Unnamed U.S. Officials Blame News Reports Based On Unnamed U.S. Officials For Militants' Escape
FILE - In this Sept. 23, 2014 file photo, provided by an anti-Bashar Assad activist group Edlib News Network (ENN), which has been authenticated based on its contents and other AP reporting, shows Syrian citizens checking a damaged house that they say was targeted by the coalition airstrikes, in the village of Kfar Derian, a base for the al-Qaida-linked Nusra Front, a rival of the Islamic State group, between the northern province of Aleppo and Idlib, Syria. The barrage of U.S. cruise missiles last month aimed at a terror cell in Syria killed just one or two of the key militants, according to American intelligence officials who say the al-Qaida group is still believed to be plotting attacks against targets in the United States and Europe. (AP Photo/Edlib News Network ENN, File)
FILE - In this Sept. 23, 2014 file photo, provided by an anti-Bashar Assad activist group Edlib News Network (ENN), which has been authenticated based on its contents and other AP reporting, shows Syrian citizens checking a damaged house that they say was targeted by the coalition airstrikes, in the village of Kfar Derian, a base for the al-Qaida-linked Nusra Front, a rival of the Islamic State group, between the northern province of Aleppo and Idlib, Syria. The barrage of U.S. cruise missiles last month aimed at a terror cell in Syria killed just one or two of the key militants, according to American intelligence officials who say the al-Qaida group is still believed to be plotting attacks against targets in the United States and Europe. (AP Photo/Edlib News Network ENN, File)

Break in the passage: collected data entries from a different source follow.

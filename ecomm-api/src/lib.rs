//! # ecomm-api: catalog and order HTTP service
//!
//! | Route | Handler |
//! |-------|---------|
//! | `GET /health` | liveness |
//! | `POST /products`, `GET /products` | create / list |
//! | `GET`, `PATCH`, `DELETE /products/{id}` | get / partial update / delete |
//! | `POST /orders`, `GET /orders` | create (atomic) / list |
//! | `GET`, `DELETE /orders/{id}` | get / delete (atomic) |
//!
//! Storage failures map to `404` (not found), `503` (cancelled), `504`
//! (deadline exceeded) or `500`; the body is always `{ "error": message }`.

pub mod config;
pub mod controllers;
pub mod error;
pub mod models;
pub mod router;
pub mod server;
pub mod service;
pub mod state;

pub use config::{DatabaseConfig, ServerConfig};
pub use error::AppError;
pub use router::router;
pub use server::serve;
pub use service::CatalogService;
pub use state::AppState;
use super::ConfigError;

/// A single configuration leaf.
#[derive(Debug, Clone, PartialEq)]
pub enum ConfigValue {
    String(String),
    Integer(i64),
    Float(f64),
    Bool(bool),
    Null,
    List(Vec<ConfigValue>),
}

impl ConfigValue {
    pub(crate) fn from_yaml(value: &serde_yaml::Value) -> Self {
        match value {
            serde_yaml::Value::Bool(b) => ConfigValue::Bool(*b),
            serde_yaml::Value::Number(n) => match (n.as_i64(), n.as_f64()) {
                (Some(i), _) => ConfigValue::Integer(i),
                (None, Some(f)) => ConfigValue::Float(f),
                _ => ConfigValue::String(n.to_string()),
            },
            serde_yaml::Value::String(s) => ConfigValue::String(s.clone()),
            serde_yaml::Value::Sequence(seq) => {
                ConfigValue::List(seq.iter().map(ConfigValue::from_yaml).collect())
            }
            // Mappings nested in a list are only reachable through indexed keys.
            serde_yaml::Value::Null | serde_yaml::Value::Mapping(_) => ConfigValue::Null,
            serde_yaml::Value::Tagged(tagged) => ConfigValue::from_yaml(&tagged.value),
        }
    }

    fn type_name(&self) -> &'static str {
        match self {
            ConfigValue::String(_) => "string",
            ConfigValue::Integer(_) => "integer",
            ConfigValue::Float(_) => "float",
            ConfigValue::Bool(_) => "bool",
            ConfigValue::Null => "null",
            ConfigValue::List(_) => "list",
        }
    }
}

/// Conversion from a [`ConfigValue`] into a concrete setting type.
#[diagnostic::on_unimplemented(
    message = "`{Self}` cannot be used as a config value type",
    label = "not a valid config value type",
    note = "built-in types: String, bool, f64, integers, Option<T>, Vec<T>"
)]
pub trait FromConfigValue: Sized {
    fn from_config_value(value: &ConfigValue, key: &str) -> Result<Self, ConfigError>;
}

fn mismatch(key: &str, expected: &'static str, found: &ConfigValue) -> ConfigError {
    ConfigError::TypeMismatch {
        key: key.to_string(),
        expected,
        found: found.type_name(),
    }
}

impl FromConfigValue for String {
    fn from_config_value(value: &ConfigValue, key: &str) -> Result<Self, ConfigError> {
        match value {
            ConfigValue::String(s) => Ok(s.clone()),
            ConfigValue::Integer(i) => Ok(i.to_string()),
            ConfigValue::Float(f) => Ok(f.to_string()),
            ConfigValue::Bool(b) => Ok(b.to_string()),
            other => Err(mismatch(key, "String", other)),
        }
    }
}

impl FromConfigValue for i64 {
    fn from_config_value(value: &ConfigValue, key: &str) -> Result<Self, ConfigError> {
        match value {
            ConfigValue::Integer(i) => Ok(*i),
            ConfigValue::String(s) => s.trim().parse().map_err(|_| mismatch(key, "i64", value)),
            other => Err(mismatch(key, "i64", other)),
        }
    }
}

impl FromConfigValue for f64 {
    fn from_config_value(value: &ConfigValue, key: &str) -> Result<Self, ConfigError> {
        match value {
            ConfigValue::Float(f) => Ok(*f),
            ConfigValue::Integer(i) => Ok(*i as f64),
            ConfigValue::String(s) => s.trim().parse().map_err(|_| mismatch(key, "f64", value)),
            other => Err(mismatch(key, "f64", other)),
        }
    }
}

impl FromConfigValue for bool {
    fn from_config_value(value: &ConfigValue, key: &str) -> Result<Self, ConfigError> {
        match value {
            ConfigValue::Bool(b) => Ok(*b),
            ConfigValue::String(s) => match s.trim().to_ascii_lowercase().as_str() {
                "true" | "1" | "yes" | "on" => Ok(true),
                "false" | "0" | "no" | "off" => Ok(false),
                _ => Err(mismatch(key, "bool", value)),
            },
            other => Err(mismatch(key, "bool", other)),
        }
    }
}

impl<T: FromConfigValue> FromConfigValue for Option<T> {
    fn from_config_value(value: &ConfigValue, key: &str) -> Result<Self, ConfigError> {
        match value {
            ConfigValue::Null => Ok(None),
            v => T::from_config_value(v, key).map(Some),
        }
    }
}

impl<T: FromConfigValue> FromConfigValue for Vec<T> {
    fn from_config_value(value: &ConfigValue, key: &str) -> Result<Self, ConfigError> {
        match value {
            ConfigValue::List(items) => items
                .iter()
                .enumerate()
                .map(|(i, v)| T::from_config_value(v, &format!("{key}[{i}]")))
                .collect(),
            // An env var can only carry a single value.
            other => Ok(vec![T::from_config_value(other, key)?]),
        }
    }
}

macro_rules! impl_from_config_int {
    ($($ty:ty),+) => {
        $(
            impl FromConfigValue for $ty {
                fn from_config_value(value: &ConfigValue, key: &str) -> Result<Self, ConfigError> {
                    let i = i64::from_config_value(value, key)?;
                    <$ty>::try_from(i).map_err(|_| ConfigError::TypeMismatch {
                        key: key.to_string(),
                        expected: stringify!($ty),
                        found: "out-of-range integer",
                    })
                }
            }
        )+
    };
}

impl_from_config_int!(u16, u32, u64, i32, usize);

NEW YORK -– The Associated Press reported Thursday that the U.S. fired 46 cruise missiles last month at Syria-based terrorist cell the Khorasan Group, but only killed one or two key militants.

U.S. intelligence officials, speaking anonymously about classified information, suggested to the AP that the strikes didn’t cripple the group “partly because many important members had scattered amid news reports highlighting their activities.”

The AP’s Ken Dilanian wrote Thursday:

News stories last month, including a Sept. 13 report by The Associated Press that first disclosed the group's significance as a terrorist threat, led some members to flee before the U.S. military had a chance to strike their known locations, U.S. officials said.

And who revealed details about the Khorasan Group on Sept. 13 to Dilanian and colleague Eileen Sullivan? (Bold added.)

While the Islamic State group is getting the most attention now, another band of extremists in Syria -- a mix of hardened jihadis from Afghanistan, Yemen, Syria and Europe -- poses a more direct and imminent threat to the United States, working with Yemeni bomb-makers to target U.S. aviation, American officials say.

At the center is a cell known as the Khorasan Group, a cadre of veteran al-Qaida fighters from Afghanistan and Pakistan who traveled to Syria to link up with the al-Qaida affiliate there, the Nusra Front.

The AP noted in the Sept. 13 article that “many U.S. officials interviewed for this story would not be quoted by name talking about what they said was highly classified intelligence.”

It's essential for national security reporters to rely on anonymous sources to find out what's happening within the government. But doing so can be problematic in that those sources aren't accountable for what they say. In this case, unnamed U.S. officials now blame news reports -- and not the unnamed U.S. officials -- for allowing key targets to flee.

AP spokeswoman Erin Madigan White responded to questions about the U.S. officials’ criticism of reporting on the Khorasan Group.

“The Associated Press can speak only for itself and its reporting,” White wrote in an email to The Huffington Post. “The AP’s Sept. 13 story revealing the name and other details about the Khorasan Group was the product of weeks of reporting with sources, most of whom were not authorized to discuss the matter publicly. Representatives of the U.S. government asked the AP to withhold from the story some details AP had confirmed, but the AP declined to do that.”

The Intercept’s Glenn Greenwald and Murtaza Hussain recently argued that the media helped promote the government's often-anonymous claims that the Khorasan Group represented an imminent threat to the U.S. and thus helped justify military intervention.

The strikes aimed at the Khorasan Group, which took place as the U.S. began airstrikes against the Islamic State in Syria, reportedly killed about a dozen civilians and immediately prompted anger at the U.S. coalition among ostensible allies within the Syrian opposition.